_Stored data entries_
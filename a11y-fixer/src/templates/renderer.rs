//! Template renderer.

use super::{format_solution_long, TemplateError};
use crate::issues::Finding;
use handlebars::{no_escape, Context, Handlebars, Helper, HelperResult, Output, RenderContext};
use serde_json::json;

const ISSUE_TEMPLATE_NAME: &str = "issue";

/// Creates a configured Handlebars registry with custom helpers.
///
/// The registry is configured with:
/// - No HTML escaping (for markdown output)
/// - Strict mode (catches missing variables)
/// - `eq` helper for equality comparisons
#[must_use]
pub fn create_handlebars_registry() -> Handlebars<'static> {
    let mut hbs = Handlebars::new();

    // Findings quote raw markup, which must reach the issue body verbatim
    hbs.register_escape_fn(no_escape);

    hbs.set_strict_mode(true);
    hbs.register_helper("eq", Box::new(eq_helper));

    hbs
}

/// Helper function for equality comparison in templates.
///
/// Usage: `{{#if (eq variable "value")}}...{{/if}}`
fn eq_helper(
    h: &Helper,
    _: &Handlebars,
    _: &Context,
    _: &mut RenderContext,
    out: &mut dyn Output,
) -> HelperResult {
    let param1 = h.param(0).and_then(|v| v.value().as_str());
    let param2 = h.param(1).and_then(|v| v.value().as_str());

    let result = match (param1, param2) {
        (Some(a), Some(b)) => a == b,
        _ => false,
    };

    out.write(if result { "true" } else { "" })?;
    Ok(())
}

/// Renders issue bodies from a single registered template.
pub struct TemplateRenderer {
    handlebars: Handlebars<'static>,
}

impl TemplateRenderer {
    /// Creates a renderer for the given issue template.
    ///
    /// # Errors
    ///
    /// Returns [`TemplateError::RegistrationError`] if the template does not parse.
    pub fn new(issue_template: &str) -> Result<Self, TemplateError> {
        let mut handlebars = create_handlebars_registry();
        handlebars.register_template_string(ISSUE_TEMPLATE_NAME, issue_template)?;
        Ok(Self { handlebars })
    }

    /// Renders the issue body for a finding.
    ///
    /// Available variables: `scanner_type`, `rule_id`, `url`, `html`,
    /// `problem_short`, `problem_url`, `solution_short`, `solution_long`
    /// (bulleted, empty when the finding has none).
    ///
    /// # Errors
    ///
    /// Returns an error if template rendering fails.
    pub fn render_issue_body(&self, finding: &Finding) -> Result<String, TemplateError> {
        let data = json!({
            "scanner_type": finding.scanner_type,
            "rule_id": finding.rule_id,
            "url": finding.url,
            "html": finding.html,
            "problem_short": finding.problem_short,
            "problem_url": finding.problem_url,
            "solution_short": finding.solution_short,
            "solution_long": finding
                .solution_long
                .as_deref()
                .map(format_solution_long)
                .unwrap_or_default(),
        });

        Ok(self.handlebars.render(ISSUE_TEMPLATE_NAME, &data)?)
    }
}

#[cfg(test)]
mod tests {
    use super::*;
    use crate::templates::DEFAULT_ISSUE_TEMPLATE;

    fn sample_finding() -> Finding {
        Finding {
            scanner_type: "axe".to_string(),
            rule_id: "image-alt".to_string(),
            url: "https://example.com/about".to_string(),
            html: "<img src=\"logo.png\">".to_string(),
            problem_short: "images must have alternative text".to_string(),
            problem_url: "https://dequeuniversity.com/rules/axe/4.10/image-alt".to_string(),
            solution_short: "ensure image elements have alternative text".to_string(),
            solution_long: Some(
                "Fix any of the following:\n  Element does not have an alt attribute".to_string(),
            ),
        }
    }

    #[test]
    fn renders_default_template() {
        let renderer = TemplateRenderer::new(DEFAULT_ISSUE_TEMPLATE).unwrap();

        let body = renderer.render_issue_body(&sample_finding()).unwrap();

        assert!(body.contains("## What"));
        assert!(body.contains("`<img src=\"logo.png\">` on https://example.com/about"));
        assert!(body.contains("To fix this, ensure image elements have alternative text."));
        assert!(body.contains("Specifically:"));
        assert!(body.contains("-   Element does not have an alt attribute"));
        assert!(body.contains("## Acceptance Criteria"));
        assert!(body.contains("specific axe violation"));
    }

    #[test]
    fn omits_details_without_solution_long() {
        let renderer = TemplateRenderer::new(DEFAULT_ISSUE_TEMPLATE).unwrap();
        let mut finding = sample_finding();
        finding.solution_long = None;

        let body = renderer.render_issue_body(&finding).unwrap();

        assert!(!body.contains("Specifically:"));
    }

    #[test]
    fn renders_custom_template_with_eq() {
        let renderer = TemplateRenderer::new(
            r#"{{#if (eq scanner_type "axe")}}axe: {{rule_id}}{{else}}other{{/if}}"#,
        )
        .unwrap();

        let body = renderer.render_issue_body(&sample_finding()).unwrap();

        assert_eq!(body, "axe: image-alt");
    }

    #[test]
    fn unknown_variable_fails_in_strict_mode() {
        let renderer = TemplateRenderer::new("{{missing}}").unwrap();

        let result = renderer.render_issue_body(&sample_finding());

        assert!(matches!(result, Err(TemplateError::RenderError(_))));
    }

    #[test]
    fn malformed_template_is_rejected() {
        let result = TemplateRenderer::new("{{#if url}}unclosed");

        assert!(matches!(result, Err(TemplateError::RegistrationError(_))));
    }

    #[test]
    fn test_no_html_escaping() {
        let renderer = TemplateRenderer::new("{{html}}").unwrap();

        let body = renderer.render_issue_body(&sample_finding()).unwrap();

        assert_eq!(body, "<img src=\"logo.png\">");
    }
}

_Work task_
Give all of the entries again, word for word.

_Exercise solution_
filename a11y-fixer/src/templates/renderer.rs
//! Template renderer.

use super::{format_solution_long, TemplateError};
use crate::issues::Finding;
use handlebars::{no_escape, Context, Handlebars, Helper, HelperResult, Output, RenderContext};
use serde_json::json;

const ISSUE_TEMPLATE_NAME: &str = "issue";

/// Creates a configured Handlebars registry with custom helpers.
///
/// The registry is configured with:
/// - No HTML escaping (for markdown output)
/// - Strict mode (catches missing variables)
/// - `eq` helper for equality comparisons
#[must_use]
pub fn create_handlebars_registry() -> Handlebars<'static> {
    let mut hbs = Handlebars::new();

    // Findings quote raw markup, which must reach the issue body verbatim
    hbs.register_escape_fn(no_escape);

    hbs.set_strict_mode(true);
    hbs.register_helper("eq", Box::new(eq_helper));

    hbs
}

/// Helper function for equality comparison in templates.
///
/// Usage: `{{#if (eq variable "value")}}...{{/if}}`
fn eq_helper(
    h: &Helper,
    _: &Handlebars,
    _: &Context,
    _: &mut RenderContext,
    out: &mut dyn Output,
) -> HelperResult {
    let param1 = h.param(0).and_then(|v| v.value().as_str());
    let param2 = h.param(1).and_then(|v| v.value().as_str());

    let result = match (param1, param2) {
        (Some(a), Some(b)) => a == b,
        _ => false,
    };

    out.write(if result { "true" } else { "" })?;
    Ok(())
}

/// Renders issue bodies from a single registered template.
pub struct TemplateRenderer {
    handlebars: Handlebars<'static>,
}

impl TemplateRenderer {
    /// Creates a renderer for the given issue template.
    ///
    /// # Errors
    ///
    /// Returns [`TemplateError::RegistrationError`] if the template does not parse.
    pub fn new(issue_template: &str) -> Result<Self, TemplateError> {
        let mut handlebars = create_handlebars_registry();
        handlebars.register_template_string(ISSUE_TEMPLATE_NAME, issue_template)?;
        Ok(Self { handlebars })
    }

    /// Renders the issue body for a finding.
    ///
    /// Available variables: `scanner_type`, `rule_id`, `url`, `html`,
    /// `problem_short`, `problem_url`, `solution_short`, `solution_long`
    /// (bulleted, empty when the finding has none).
    ///
    /// # Errors
    ///
    /// Returns an error if template rendering fails.
    pub fn render_issue_body(&self, finding: &Finding) -> Result<String, TemplateError> {
        let data = json!({
            "scanner_type": finding.scanner_type,
            "rule_id": finding.rule_id,
            "url": finding.url,
            "html": finding.html,
            "problem_short": finding.problem_short,
            "problem_url": finding.problem_url,
            "solution_short": finding.solution_short,
            "solution_long": finding
                .solution_long
                .as_deref()
                .map(format_solution_long)
                .unwrap_or_default(),
        });

        Ok(self.handlebars.render(ISSUE_TEMPLATE_NAME, &data)?)
    }
}

#[cfg(test)]
mod tests {
    use super::*;
    use crate::templates::DEFAULT_ISSUE_TEMPLATE;

    fn sample_finding() -> Finding {
        Finding {
            scanner_type: "axe".to_string(),
            rule_id: "image-alt".to_string(),
            url: "https://example.com/about".to_string(),
            html: "<img src=\"logo.png\">".to_string(),
            problem_short: "images must have alternative text".to_string(),
            problem_url: "https://dequeuniversity.com/rules/axe/4.10/image-alt".to_string(),
            solution_short: "ensure image elements have alternative text".to_string(),
            solution_long: Some(
                "Fix any of the following:\n  Element does not have an alt attribute".to_string(),
            ),
        }
    }

    #[test]
    fn renders_default_template() {
        let renderer = TemplateRenderer::new(DEFAULT_ISSUE_TEMPLATE).unwrap();

        let body = renderer.render_issue_body(&sample_finding()).unwrap();

        assert!(body.contains("## What"));
        assert!(body.contains("`<img src=\"logo.png\">` on https://example.com/about"));
        assert!(body.contains("To fix this, ensure image elements have alternative text."));
        assert!(body.contains("Specifically:"));
        assert!(body.contains("-   Element does not have an alt attribute"));
        assert!(body.contains("## Acceptance Criteria"));
        assert!(body.contains("specific axe violation"));
    }

    #[test]
    fn omits_details_without_solution_long() {
        let renderer = TemplateRenderer::new(DEFAULT_ISSUE_TEMPLATE).unwrap();
        let mut finding = sample_finding();
        finding.solution_long = None;

        let body = renderer.render_issue_body(&finding).unwrap();

        assert!(!body.contains("Specifically:"));
    }

    #[test]
    fn renders_custom_template_with_eq() {
        let renderer = TemplateRenderer::new(
            r#"{{#if (eq scanner_type "axe")}}axe: {{rule_id}}{{else}}other{{/if}}"#,
        )
        .unwrap();

        let body = renderer.render_issue_body(&sample_finding()).unwrap();

        assert_eq!(body, "axe: image-alt");
    }

    #[test]
    fn unknown_variable_fails_in_strict_mode() {
        let renderer = TemplateRenderer::new("{{missing}}").unwrap();

        let result = renderer.render_issue_body(&sample_finding());

        assert!(matches!(result, Err(TemplateError::RenderError(_))));
    }

    #[test]
    fn malformed_template_is_rejected() {
        let result = TemplateRenderer::new("{{#if url}}unclosed");

        assert!(matches!(result, Err(TemplateError::RegistrationError(_))));
    }

    #[test]
    fn test_no_html_escaping() {
        let renderer = TemplateRenderer::new("{{html}}").unwrap();

        let body = renderer.render_issue_body(&sample_finding()).unwrap();

        assert_eq!(body, "<img src=\"logo.png\">");
    }
}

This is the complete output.